I was sweeping the front porch when I heard her.
“Just look at this mess! There are old pots and seed trays everywhere. Instead of adding to this eyesore each year, why don’t you just, once and for all, throw it in the garbage can? You’ll never use these pots again. Honestly, it looks like a hellhole! Next thing you know, it’ll be attracting snakes.”
“No one can see it. It’s behind the shed,” I countered. “Besides, you never know when you’re going to need a spare pot.”
“Please, once and for all, will you throw it all out with the trash?”
“I’ll see what I can do.”
It’s true. I’m not the neatest person alive. Each year, after I remove all the annuals from their pots and trays, I simply dump them behind the shed. When we planted our perennial garden, I practically doubled the number of large pots there.
Carole and I tangle about the eyesore behind the shed each Spring when I surreptitiously add more pots to the pile. You can’t see it unless you go behind the shed. This falls into the “out-of-sight-out-of-mind” category in my opinion. Besides, you never know when you’ll need just the right-sized pot.
Last past Spring was as hectic as ever. Carole and I divide the gardening chores, as usual. I mow the lawns weekly, sometimes bi-weekly if it’s cool and damp—you know how fast grass grows in the Springtime.
The planters that will contain the annuals—mostly dwarf marigolds and blushing petunias—have to be cleared of last year’s dead stems and Autumn leaves.

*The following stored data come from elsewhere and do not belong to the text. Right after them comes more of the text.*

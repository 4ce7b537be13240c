// Types representing parsed FTL documents

mod error;
mod types;

// Re-export all public symbols
pub use error::*;
pub use types::*;
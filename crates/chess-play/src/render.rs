//! Text rendering of positions.

use chess_core::Square;
use chess_rules::{Position, SquareSet};

/// Draws the board with rank 8 at the top.
pub fn board(position: &Position) -> String {
    board_with_marks(position, SquareSet::EMPTY)
}

/// Draws the board, flagging marked squares: `*` for an empty destination
/// and `x` for a capture.
pub fn board_with_marks(position: &Position, marks: SquareSet) -> String {
    let mut out = String::new();
    for rank in (0..8u8).rev() {
        out.push((b'1' + rank) as char);
        out.push(' ');
        for file in 0..8u8 {
            let Some(sq) = Square::at(file, rank) else {
                continue;
            };
            let cell = match (position.piece_at(sq), marks.contains(sq)) {
                (None, false) => '.',
                (None, true) => '*',
                (Some(_), true) => 'x',
                (Some(piece), false) => piece.to_char(),
            };
            out.push(cell);
            out.push(' ');
        }
        out.pop();
        out.push('\n');
    }
    out.push_str("  a b c d e f g h");
    out
}

/// Lists squares in algebraic notation, separated by spaces.
pub fn square_list(squares: SquareSet) -> String {
    squares
        .iter()
        .map(|sq| sq.to_algebraic())
        .collect::<Vec<_>>()
        .join(" ")
}
//! Core types for chess.
//!
//! This crate provides the value types shared by the rules engine and its
//! front ends:
//! - [`Piece`], [`PieceKind`] and [`Color`] for piece representation
//! - [`Square`] for board coordinates
//! - [`Move`] and [`LastMove`] for move representation
//! - [`Layout`] for board-layout descriptor parsing and serialization

mod color;
mod layout;
mod mov;
mod piece;
mod square;

pub use color::Color;
pub use layout::{Layout, LayoutError};
pub use mov::{LastMove, Move};
pub use piece::{Piece, PieceKind};
pub use square::Square;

One year, I never got around to that chore until Memorial Day. The marigolds and petunias, surprisingly, couldn’t wait! Both had already reseeded themselves. That saved me time and money—I don’t know about you, but I appreciate volunteers.
I also have the task of sowing the vegetable and herb seeds indoors, tending the seedlings, hardening them off, and later planting them outside.

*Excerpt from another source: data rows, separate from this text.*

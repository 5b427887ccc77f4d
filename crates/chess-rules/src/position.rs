//! Chess position representation.

use std::fmt;
use std::str::FromStr;

use chess_core::{Color, LastMove, Layout, LayoutError, Piece, PieceKind, Square};

use crate::movegen::en_passant_victim;

/// Board occupancy plus the state the rules need: side to move and the
/// previous move (for the en passant window).
///
/// Each square owns at most one [`Piece`]; castling eligibility lives in the
/// pieces' own has-moved flags.
#[derive(Debug, Clone, PartialEq, Eq, Hash)]
pub struct Position {
    pub(crate) board: [Option<Piece>; Square::COUNT],
    pub(crate) side_to_move: Color,
    pub(crate) last_move: Option<LastMove>,
}

/// Everything needed to take back a simulated move.
///
/// Holds the exact pieces that were lifted off the board, moved-flags
/// included, so [`Position::undo`] restores them as they were.
#[derive(Debug, Clone, Copy, PartialEq, Eq)]
#[must_use = "a simulated move must be undone"]
pub struct Undo {
    from: Square,
    to: Square,
    piece: Piece,
    captured: Option<(Square, Piece)>,
}

impl Undo {
    /// Returns the piece removed by the simulated move and where it stood.
    pub fn captured(&self) -> Option<(Square, Piece)> {
        self.captured
    }
}

impl Position {
    /// Creates a position from a placement descriptor and the side to move.
    pub fn new(placement: &str, side_to_move: Color) -> Result<Self, LayoutError> {
        let layout = Layout::parse(placement)?;
        Ok(Self::from_layout(layout, side_to_move))
    }

    /// Creates a position from an already parsed layout.
    pub fn from_layout(layout: Layout, side_to_move: Color) -> Self {
        Position {
            board: layout.into_squares(),
            side_to_move,
            last_move: None,
        }
    }

    /// Creates an empty board with White to move.
    pub fn empty() -> Self {
        Self::from_layout(Layout::empty(), Color::White)
    }

    /// Creates the standard starting position.
    pub fn startpos() -> Self {
        match Layout::parse(Layout::STARTPOS) {
            Ok(layout) => Self::from_layout(layout, Color::White),
            Err(_) => unreachable!("STARTPOS is a valid layout"),
        }
    }

    /// Renders the occupancy back into a placement descriptor.
    pub fn to_layout(&self) -> String {
        Layout::from_squares(self.board).to_string()
    }

    /// Returns the piece on the given square, if any.
    #[inline]
    pub fn piece_at(&self, sq: Square) -> Option<Piece> {
        self.board[sq.index()]
    }

    /// Places a piece on (or clears) a square, returning the previous occupant.
    ///
    /// Meant for setting up positions; it does not touch the side to move or
    /// the last move.
    pub fn put(&mut self, sq: Square, piece: Option<Piece>) -> Option<Piece> {
        std::mem::replace(&mut self.board[sq.index()], piece)
    }

    /// Returns the side to move.
    #[inline]
    pub fn side_to_move(&self) -> Color {
        self.side_to_move
    }

    /// Returns the most recently committed move.
    #[inline]
    pub fn last_move(&self) -> Option<LastMove> {
        self.last_move
    }

    /// Iterates over all occupied squares from a1 to h8.
    pub fn pieces(&self) -> impl Iterator<Item = (Square, Piece)> + '_ {
        Square::all().filter_map(move |sq| self.piece_at(sq).map(|piece| (sq, piece)))
    }

    /// Returns the square of the given color's king.
    pub fn king_square(&self, color: Color) -> Option<Square> {
        self.pieces()
            .find(|(_, p)| p.kind == PieceKind::King && p.color == color)
            .map(|(sq, _)| sq)
    }

    /// Moves the piece on `from` to `to` without committing anything.
    ///
    /// Captures (including an en passant victim) are lifted off the board and
    /// kept in the returned [`Undo`]. Side to move, last move and moved-flags
    /// are left alone. Returns `None` if `from` is empty.
    pub fn simulate(&mut self, from: Square, to: Square) -> Option<Undo> {
        let piece = self.piece_at(from)?;
        let captured = match en_passant_victim(self, piece, from, to) {
            Some(victim) => self.put(victim, None).map(|p| (victim, p)),
            None => self.put(to, None).map(|p| (to, p)),
        };
        self.put(from, None);
        self.put(to, Some(piece));
        Some(Undo {
            from,
            to,
            piece,
            captured,
        })
    }

    /// Takes back a simulated move.
    pub fn undo(&mut self, undo: Undo) {
        self.put(undo.to, None);
        self.put(undo.from, Some(undo.piece));
        if let Some((sq, piece)) = undo.captured {
            self.put(sq, Some(piece));
        }
    }
}

impl Default for Position {
    fn default() -> Self {
        Self::startpos()
    }
}

impl FromStr for Position {
    type Err = LayoutError;

    /// Parses `"<placement> [w|b]"`. The side defaults to White; any further
    /// FEN fields are ignored.
    fn from_str(s: &str) -> Result<Self, Self::Err> {
        let mut fields = s.split_whitespace();
        let placement = fields.next().unwrap_or_default();
        let side = match fields.next() {
            None => Color::White,
            Some(field) => {
                let mut chars = field.chars();
                match (chars.next().and_then(Color::from_char), chars.next()) {
                    (Some(color), None) => color,
                    _ => return Err(LayoutError::InvalidSideToMove(field.to_string())),
                }
            }
        };
        Position::new(placement, side)
    }
}

impl fmt::Display for Position {
    /// Writes the placement descriptor followed by the side-to-move letter.
    fn fmt(&self, f: &mut fmt::Formatter<'_>) -> fmt::Result {
        write!(f, "{} {}", self.to_layout(), self.side_to_move.to_char())
    }
}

Carole, on the other hand, tends the perennial garden. She also purchases the geraniums and plants them along the front porch—12 plants on each side of the walkway. Carole has a flair for color combinations and selects young plants whose blooms support flashy shades of purple, pink, and red.
In addition to the geraniums, Carole selects the hanging baskets that will adorn our outdoor porch. They always perform splendidly because she fusses over them all Summer.
One Saturday morning in early May, while I was mowing the lawn, Carole drove to our favorite garden center, which advertised an early-bird special on geraniums. There were literally hundreds to choose from—from ordinary reds to exotic speckled and striped ones! She selected 24, paid the cashier, then drove home. I had just finished mowing the lawns.
“Carole, isn’t it a bit early to be planting geraniums?”
“I checked the long-range weather forecast for our area on the computer. Nighttime lows are not expected to dip below 42 degrees, so let’s get these planted!”
Carole dug up the area for the geraniums and raked it level. Then, one by one, she removed the plants from their pots, dug a sizable hole for each geranium, planted, fertilized and watered them well.
“Please throw these pots in the garbage for me,” Carole requested.
I collected the empty pots and, unbeknownst to her, stacked them behind the shed. After all, you never know when you’ll need 4-inch geranium pots.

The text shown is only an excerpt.